The thing is, I really don't think I'm committed to certain "sides" or "outcomes" like you think I am. When I talk to my Dad, he thinks I'm conservative. When I talk to my conservative friends, they think I'm a bleeding heart liberal. The truth is I'm an American, which means (or should mean) that I think for myself, so I find myself coming down on both sides of the aisle. If I seem to disagree with you, it's because I think it's being looked at too one-sidedly... so narrowly... and I am forced to play the devil's advocate.
Of course I usually do believe what I am advocating, but please don't pigeonhole me. Well, that's pretty much not worth saying because your mind has to make sense of me (and everything else it encounters) and so it will be forced to classify me somewhere. I'm a pro-lifer. I'm a Democrat. I'm (recently) a not-so-big-on-institutional-religion-but-still-desperately-need-Jesus-of-Nazareth kind of Christian. I care about the international arena generally, people in poverty specifically, and peace. But I also see the value of military protection and intervention, and though I'd love to be strong enough in myself to say 'we don't need military,' I'm afraid that we do.
And the more I learn about any one issue, the more confused I am about it. Knowing more seems to take me further from a conclusion. Isn't it supposed to work the other way?

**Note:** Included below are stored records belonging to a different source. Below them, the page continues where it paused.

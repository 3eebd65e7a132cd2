//! End-to-end tests: feed → agent → alert transports

use feedwatch::{Agent, AgentHandle};
use pretty_assertions::assert_eq;
use std::time::Duration;
use wiremock::MockServer;

use crate::helpers::*;

#[tokio::test]
async fn test_host_timeout_raises_one_alert() {
    let feed = MockServer::start().await;
    let hooks = MockServer::start().await;
    accept_alerts(&hooks).await;

    let config = parse_config(with_webhook(create_test_config(&feed), &hooks));
    let mut agent = Agent::from_config(&config).unwrap();

    serve_status(&feed, &status_document(&[("A", 0, 1.0)])).await;
    let first = agent.cycle().await.unwrap();
    assert!(first.initial);
    assert!(posted_alerts(&hooks).await.is_empty());

    serve_status(&feed, &status_document(&[("A", 650, 1.0)])).await;
    agent.cycle().await.unwrap();

    let alerts = posted_alerts(&hooks).await;
    assert_eq!(alerts.len(), 1);
    assert_eq!(alerts[0]["kind"], "HostTimeout");
    assert_eq!(alerts[0]["subject"], "Host A");

    let message = alerts[0]["message"].as_str().unwrap();
    assert!(message.contains("Host A was reported timed out at"), "{message}");

    // same age again, nothing new
    agent.cycle().await.unwrap();
    assert_eq!(posted_alerts(&hooks).await.len(), 1);
}

#[tokio::test]
async fn test_stopped_process_is_sent_as_sms() {
    let feed = MockServer::start().await;
    let gateway = MockServer::start().await;
    accept_xmlrpc(&gateway).await;

    let config = parse_config(with_sms(create_test_config(&feed), &gateway));
    let mut agent = Agent::from_config(&config).unwrap();

    serve_status(
        &feed,
        r#"<status><host name="A"><process name="httpd" value="running"/></host></status>"#,
    )
    .await;
    agent.cycle().await.unwrap();

    serve_status(
        &feed,
        r#"<status><host name="A"><process name="httpd" value="crashed"/></host></status>"#,
    )
    .await;
    agent.cycle().await.unwrap();

    let requests = gateway.received_requests().await.unwrap();
    assert_eq!(requests.len(), 1);

    let body = String::from_utf8(requests[0].body.clone()).unwrap();
    assert!(body.contains("<methodName>neit.sendSMS</methodName>"), "{body}");
    assert!(body.contains("<string>0815</string>"), "{body}");
    assert!(
        body.contains("Process A.httpd was reported stopped at"),
        "{body}"
    );
}

#[tokio::test]
async fn test_kind_without_template_is_not_delivered() {
    let feed = MockServer::start().await;
    let hooks = MockServer::start().await;
    accept_alerts(&hooks).await;

    let config = parse_config(with_webhook(create_test_config(&feed), &hooks));
    let mut agent = Agent::from_config(&config).unwrap();

    serve_status(&feed, &status_document(&[("A", 0, 1.0)])).await;
    agent.cycle().await.unwrap();

    serve_status(&feed, &status_document(&[("A", 0, 9.0)])).await;
    agent.cycle().await.unwrap();

    assert!(posted_alerts(&hooks).await.is_empty());
}

#[tokio::test]
async fn test_heartbeat_is_sent_every_cycle() {
    let feed = MockServer::start().await;
    let collector = MockServer::start().await;
    accept_xmlrpc(&collector).await;

    let config = parse_config(with_heartbeat(create_test_config(&feed), &collector));
    let mut agent = Agent::from_config(&config).unwrap();

    serve_status(&feed, &status_document(&[("A", 0, 0.0)])).await;
    agent.cycle().await.unwrap();
    agent.cycle().await.unwrap();

    let requests = collector.received_requests().await.unwrap();
    assert_eq!(requests.len(), 2);

    let body = String::from_utf8(requests[0].body.clone()).unwrap();
    assert!(body.contains("<methodName>logStatus</methodName>"), "{body}");
    assert!(body.contains("<string>feedwatch</string>"), "{body}");
}

#[tokio::test]
async fn test_new_host_is_only_alerted_when_resubscribed() {
    for (resubscribe, expected) in [(false, 0), (true, 1)] {
        let feed = MockServer::start().await;
        let hooks = MockServer::start().await;
        accept_alerts(&hooks).await;

        let mut config = with_webhook(create_test_config(&feed), &hooks);
        config["resubscribe_adopted"] = serde_json::json!(resubscribe);
        let mut agent = Agent::from_config(&parse_config(config)).unwrap();

        serve_status(&feed, &status_document(&[("A", 0, 0.0)])).await;
        agent.cycle().await.unwrap();

        serve_status(&feed, &status_document(&[("A", 0, 0.0), ("B", 0, 0.0)])).await;
        let report = agent.cycle().await.unwrap();
        assert_eq!(report.adopted.len(), 1);

        serve_status(&feed, &status_document(&[("A", 0, 0.0), ("B", 900, 0.0)])).await;
        agent.cycle().await.unwrap();

        assert_eq!(posted_alerts(&hooks).await.len(), expected, "resubscribe={resubscribe}");
    }
}

#[tokio::test]
async fn test_handle_exposes_live_tree() {
    let feed = MockServer::start().await;
    serve_status(
        &feed,
        r#"<status><host name="A" age="4"><property name="os" value="linux"/></host></status>"#,
    )
    .await;

    let config = parse_config(create_test_config(&feed));
    let handle = AgentHandle::spawn(
        Agent::from_config(&config).unwrap(),
        Duration::from_secs(3600),
    );

    handle.poll_now().await.unwrap();

    let hosts = handle.hosts().await.unwrap();
    assert_eq!(hosts.len(), 1);
    assert_eq!(hosts[0].age, 4);
    assert_eq!(hosts[0].properties["os"], Some("linux".to_string()));
    assert!(hosts[0].observers > 0);

    handle.shutdown().await.unwrap();
}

But I'm trying to remain engaged. I'm trying to recognize that I have a part in conspicuous consumption, and global warming, and racial inequality, and the ability of multinational corporations to be profitable and powerful and harmful.
I'm trying to remain engaged. I see why it's tempting not to be. Maybe part of why I get worked up with you is because you seem to want to disengage, and I can't let that happen to either of us. Disengagement is the problem for most of us.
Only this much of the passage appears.